== EXERCISE ==
An exact printout of all the entries is required.

== SUPPLIED MATERIAL ==

◆ ◆ ◆ ◆

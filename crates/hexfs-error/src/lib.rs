#![forbid(unsafe_code)]
//! Error types for HexFS.
//!
//! Defines `HexfsError` and a `Result<T>` alias used throughout the
//! workspace. Every variant maps to a POSIX errno for FUSE response codes.

use thiserror::Error;

/// Unified error type for all HexFS operations.
#[derive(Debug, Error)]
pub enum HexfsError {
    #[error("I/O error: {0}")]
    Io(#[from] std::io::Error),

    /// Chunk failed authentication or carries impossible contents.
    #[error("integrity failure at chunk {index}: {detail}")]
    Integrity { index: u64, detail: &'static str },

    #[error("not found")]
    NotFound,

    #[error("not a directory")]
    NotDirectory,

    #[error("is a directory")]
    IsDirectory,

    #[error("directory not empty")]
    NotEmpty,

    #[error("name too long")]
    NameTooLong,

    #[error("file exists")]
    Exists,

    #[error("no space left on device")]
    NoSpace,

    #[error("quota exceeded")]
    QuotaExceeded,

    #[error("too many links")]
    TooManyLinks,

    #[error("permission denied")]
    PermissionDenied,

    #[error("read-only file system")]
    ReadOnly,

    #[error("invalid argument")]
    InvalidArgument,

    #[error("no data or hole at or after offset")]
    NoSeekTarget,

    #[error("attribute not found")]
    NoAttribute,

    #[error("buffer too small")]
    Range,

    #[error("container state is inconsistent")]
    BadContainer,

    /// Raised after the emergency flag is set and rollback failed.
    #[error("state is not recoverable")]
    Unrecoverable,
}

impl HexfsError {
    /// Convert this error into a POSIX errno suitable for FUSE replies.
    #[must_use]
    pub fn to_errno(&self) -> libc::c_int {
        match self {
            Self::Io(err) => err.raw_os_error().unwrap_or(libc::EIO),
            Self::Integrity { .. } => libc::EIO,
            Self::NotFound => libc::ENOENT,
            Self::NotDirectory => libc::ENOTDIR,
            Self::IsDirectory => libc::EISDIR,
            Self::NotEmpty => libc::ENOTEMPTY,
            Self::NameTooLong => libc::ENAMETOOLONG,
            Self::Exists => libc::EEXIST,
            Self::NoSpace => libc::ENOSPC,
            Self::QuotaExceeded => libc::EDQUOT,
            Self::TooManyLinks => libc::EMLINK,
            Self::PermissionDenied => libc::EACCES,
            Self::ReadOnly => libc::EROFS,
            Self::InvalidArgument => libc::EINVAL,
            Self::NoSeekTarget => libc::ENXIO,
            Self::NoAttribute => libc::ENODATA,
            Self::Range => libc::ERANGE,
            Self::BadContainer => libc::EBADF,
            Self::Unrecoverable => libc::ENOTRECOVERABLE,
        }
    }

    /// Build from a raw OS errno (host syscall failures).
    #[must_use]
    pub fn from_errno(errno: libc::c_int) -> Self {
        Self::Io(std::io::Error::from_raw_os_error(errno))
    }
}

/// Result alias using `HexfsError`.
pub type Result<T> = std::result::Result<T, HexfsError>;

// ── Emergency latch ─────────────────────────────────────────────────────────

use std::sync::atomic::{AtomicU8, Ordering};

/// Why the emergency latch was raised.
#[derive(Debug, Clone, Copy, PartialEq, Eq)]
pub enum EmergencyKind {
    /// An internal invariant was violated.
    Bug,
    /// The host system failed during a rollback or cleanup path.
    SystemFailure,
}

/// Sticky degradation signal, one per filesystem instance.
///
/// Once raised, every mutating operation is demoted to `EROFS` until the
/// process exits; read-only operations continue to work. The latch never
/// clears.
#[derive(Debug, Default)]
pub struct Emergency {
    state: AtomicU8,
}

impl Emergency {
    const NONE: u8 = 0;
    const BUG: u8 = 1;
    const SYSTEM_FAILURE: u8 = 2;

    #[must_use]
    pub fn new() -> Self {
        Self::default()
    }

    /// Latch the flag. A later raise never downgrades an earlier one.
    pub fn raise(&self, kind: EmergencyKind) {
        let value = match kind {
            EmergencyKind::Bug => Self::BUG,
            EmergencyKind::SystemFailure => Self::SYSTEM_FAILURE,
        };
        let _ = self
            .state
            .compare_exchange(Self::NONE, value, Ordering::SeqCst, Ordering::SeqCst);
    }

    #[must_use]
    pub fn kind(&self) -> Option<EmergencyKind> {
        match self.state.load(Ordering::SeqCst) {
            Self::BUG => Some(EmergencyKind::Bug),
            Self::SYSTEM_FAILURE => Some(EmergencyKind::SystemFailure),
            _ => None,
        }
    }

    #[must_use]
    pub fn is_raised(&self) -> bool {
        self.kind().is_some()
    }
}

#[cfg(test)]
mod tests {
    use super::*;

    #[test]
    fn errno_mapping_covers_taxonomy() {
        assert_eq!(HexfsError::NotFound.to_errno(), libc::ENOENT);
        assert_eq!(HexfsError::NotDirectory.to_errno(), libc::ENOTDIR);
        assert_eq!(HexfsError::IsDirectory.to_errno(), libc::EISDIR);
        assert_eq!(HexfsError::NotEmpty.to_errno(), libc::ENOTEMPTY);
        assert_eq!(HexfsError::NameTooLong.to_errno(), libc::ENAMETOOLONG);
        assert_eq!(HexfsError::Exists.to_errno(), libc::EEXIST);
        assert_eq!(HexfsError::NoSpace.to_errno(), libc::ENOSPC);
        assert_eq!(HexfsError::ReadOnly.to_errno(), libc::EROFS);
        assert_eq!(HexfsError::NoSeekTarget.to_errno(), libc::ENXIO);
        assert_eq!(HexfsError::NoAttribute.to_errno(), libc::ENODATA);
        assert_eq!(HexfsError::Range.to_errno(), libc::ERANGE);
        assert_eq!(HexfsError::Unrecoverable.to_errno(), libc::ENOTRECOVERABLE);
        assert_eq!(HexfsError::BadContainer.to_errno(), libc::EBADF);
    }

    #[test]
    fn io_error_preserves_raw_errno() {
        let err = HexfsError::from_errno(libc::ENOMEM);
        assert_eq!(err.to_errno(), libc::ENOMEM);
    }

    #[test]
    fn io_error_without_raw_code_degrades_to_eio() {
        let err = HexfsError::Io(std::io::Error::other("synthetic"));
        assert_eq!(err.to_errno(), libc::EIO);
    }

    #[test]
    fn emergency_latch_is_sticky_and_keeps_first_cause() {
        let emergency = Emergency::new();
        assert!(!emergency.is_raised());
        emergency.raise(EmergencyKind::SystemFailure);
        assert_eq!(emergency.kind(), Some(EmergencyKind::SystemFailure));
        // A later raise does not overwrite the first cause.
        emergency.raise(EmergencyKind::Bug);
        assert_eq!(emergency.kind(), Some(EmergencyKind::SystemFailure));
    }

    #[test]
    fn integrity_maps_to_eio() {
        let err = HexfsError::Integrity {
            index: 7,
            detail: "authentication failed",
        };
        assert_eq!(err.to_errno(), libc::EIO);
        assert!(err.to_string().contains("chunk 7"));
    }
}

◆ ◆ ◆ ◆

== SOLUTION TO THIS TASK ==
filename crates/hexfs-error/src/lib.rs
#![forbid(unsafe_code)]
//! Error types for HexFS.
//!
//! Defines `HexfsError` and a `Result<T>` alias used throughout the
//! workspace. Every variant maps to a POSIX errno for FUSE response codes.

use thiserror::Error;

/// Unified error type for all HexFS operations.
#[derive(Debug, Error)]
pub enum HexfsError {
    #[error("I/O error: {0}")]
    Io(#[from] std::io::Error),

    /// Chunk failed authentication or carries impossible contents.
    #[error("integrity failure at chunk {index}: {detail}")]
    Integrity { index: u64, detail: &'static str },

    #[error("not found")]
    NotFound,

    #[error("not a directory")]
    NotDirectory,

    #[error("is a directory")]
    IsDirectory,

    #[error("directory not empty")]
    NotEmpty,

    #[error("name too long")]
    NameTooLong,

    #[error("file exists")]
    Exists,

    #[error("no space left on device")]
    NoSpace,

    #[error("quota exceeded")]
    QuotaExceeded,

    #[error("too many links")]
    TooManyLinks,

    #[error("permission denied")]
    PermissionDenied,

    #[error("read-only file system")]
    ReadOnly,

    #[error("invalid argument")]
    InvalidArgument,

    #[error("no data or hole at or after offset")]
    NoSeekTarget,

    #[error("attribute not found")]
    NoAttribute,

    #[error("buffer too small")]
    Range,

    #[error("container state is inconsistent")]
    BadContainer,

    /// Raised after the emergency flag is set and rollback failed.
    #[error("state is not recoverable")]
    Unrecoverable,
}

impl HexfsError {
    /// Convert this error into a POSIX errno suitable for FUSE replies.
    #[must_use]
    pub fn to_errno(&self) -> libc::c_int {
        match self {
            Self::Io(err) => err.raw_os_error().unwrap_or(libc::EIO),
            Self::Integrity { .. } => libc::EIO,
            Self::NotFound => libc::ENOENT,
            Self::NotDirectory => libc::ENOTDIR,
            Self::IsDirectory => libc::EISDIR,
            Self::NotEmpty => libc::ENOTEMPTY,
            Self::NameTooLong => libc::ENAMETOOLONG,
            Self::Exists => libc::EEXIST,
            Self::NoSpace => libc::ENOSPC,
            Self::QuotaExceeded => libc::EDQUOT,
            Self::TooManyLinks => libc::EMLINK,
            Self::PermissionDenied => libc::EACCES,
            Self::ReadOnly => libc::EROFS,
            Self::InvalidArgument => libc::EINVAL,
            Self::NoSeekTarget => libc::ENXIO,
            Self::NoAttribute => libc::ENODATA,
            Self::Range => libc::ERANGE,
            Self::BadContainer => libc::EBADF,
            Self::Unrecoverable => libc::ENOTRECOVERABLE,
        }
    }

    /// Build from a raw OS errno (host syscall failures).
    #[must_use]
    pub fn from_errno(errno: libc::c_int) -> Self {
        Self::Io(std::io::Error::from_raw_os_error(errno))
    }
}

/// Result alias using `HexfsError`.
pub type Result<T> = std::result::Result<T, HexfsError>;

// ── Emergency latch ─────────────────────────────────────────────────────────

use std::sync::atomic::{AtomicU8, Ordering};

/// Why the emergency latch was raised.
#[derive(Debug, Clone, Copy, PartialEq, Eq)]
pub enum EmergencyKind {
    /// An internal invariant was violated.
    Bug,
    /// The host system failed during a rollback or cleanup path.
    SystemFailure,
}

/// Sticky degradation signal, one per filesystem instance.
///
/// Once raised, every mutating operation is demoted to `EROFS` until the
/// process exits; read-only operations continue to work. The latch never
/// clears.
#[derive(Debug, Default)]
pub struct Emergency {
    state: AtomicU8,
}

impl Emergency {
    const NONE: u8 = 0;
    const BUG: u8 = 1;
    const SYSTEM_FAILURE: u8 = 2;

    #[must_use]
    pub fn new() -> Self {
        Self::default()
    }

    /// Latch the flag. A later raise never downgrades an earlier one.
    pub fn raise(&self, kind: EmergencyKind) {
        let value = match kind {
            EmergencyKind::Bug => Self::BUG,
            EmergencyKind::SystemFailure => Self::SYSTEM_FAILURE,
        };
        let _ = self
            .state
            .compare_exchange(Self::NONE, value, Ordering::SeqCst, Ordering::SeqCst);
    }

    #[must_use]
    pub fn kind(&self) -> Option<EmergencyKind> {
        match self.state.load(Ordering::SeqCst) {
            Self::BUG => Some(EmergencyKind::Bug),
            Self::SYSTEM_FAILURE => Some(EmergencyKind::SystemFailure),
            _ => None,
        }
    }

    #[must_use]
    pub fn is_raised(&self) -> bool {
        self.kind().is_some()
    }
}

#[cfg(test)]
mod tests {
    use super::*;

    #[test]
    fn errno_mapping_covers_taxonomy() {
        assert_eq!(HexfsError::NotFound.to_errno(), libc::ENOENT);
        assert_eq!(HexfsError::NotDirectory.to_errno(), libc::ENOTDIR);
        assert_eq!(HexfsError::IsDirectory.to_errno(), libc::EISDIR);
        assert_eq!(HexfsError::NotEmpty.to_errno(), libc::ENOTEMPTY);
        assert_eq!(HexfsError::NameTooLong.to_errno(), libc::ENAMETOOLONG);
        assert_eq!(HexfsError::Exists.to_errno(), libc::EEXIST);
        assert_eq!(HexfsError::NoSpace.to_errno(), libc::ENOSPC);
        assert_eq!(HexfsError::ReadOnly.to_errno(), libc::EROFS);
        assert_eq!(HexfsError::NoSeekTarget.to_errno(), libc::ENXIO);
        assert_eq!(HexfsError::NoAttribute.to_errno(), libc::ENODATA);
        assert_eq!(HexfsError::Range.to_errno(), libc::ERANGE);
        assert_eq!(HexfsError::Unrecoverable.to_errno(), libc::ENOTRECOVERABLE);
        assert_eq!(HexfsError::BadContainer.to_errno(), libc::EBADF);
    }

    #[test]
    fn io_error_preserves_raw_errno() {
        let err = HexfsError::from_errno(libc::ENOMEM);
        assert_eq!(err.to_errno(), libc::ENOMEM);
    }

    #[test]
    fn io_error_without_raw_code_degrades_to_eio() {
        let err = HexfsError::Io(std::io::Error::other("synthetic"));
        assert_eq!(err.to_errno(), libc::EIO);
    }

    #[test]
    fn emergency_latch_is_sticky_and_keeps_first_cause() {
        let emergency = Emergency::new();
        assert!(!emergency.is_raised());
        emergency.raise(EmergencyKind::SystemFailure);
        assert_eq!(emergency.kind(), Some(EmergencyKind::SystemFailure));
        // A later raise does not overwrite the first cause.
        emergency.raise(EmergencyKind::Bug);
        assert_eq!(emergency.kind(), Some(EmergencyKind::SystemFailure));
    }

    #[test]
    fn integrity_maps_to_eio() {
        let err = HexfsError::Integrity {
            index: 7,
            detail: "authentication failed",
        };
        assert_eq!(err.to_errno(), libc::EIO);
        assert!(err.to_string().contains("chunk 7"));
    }
}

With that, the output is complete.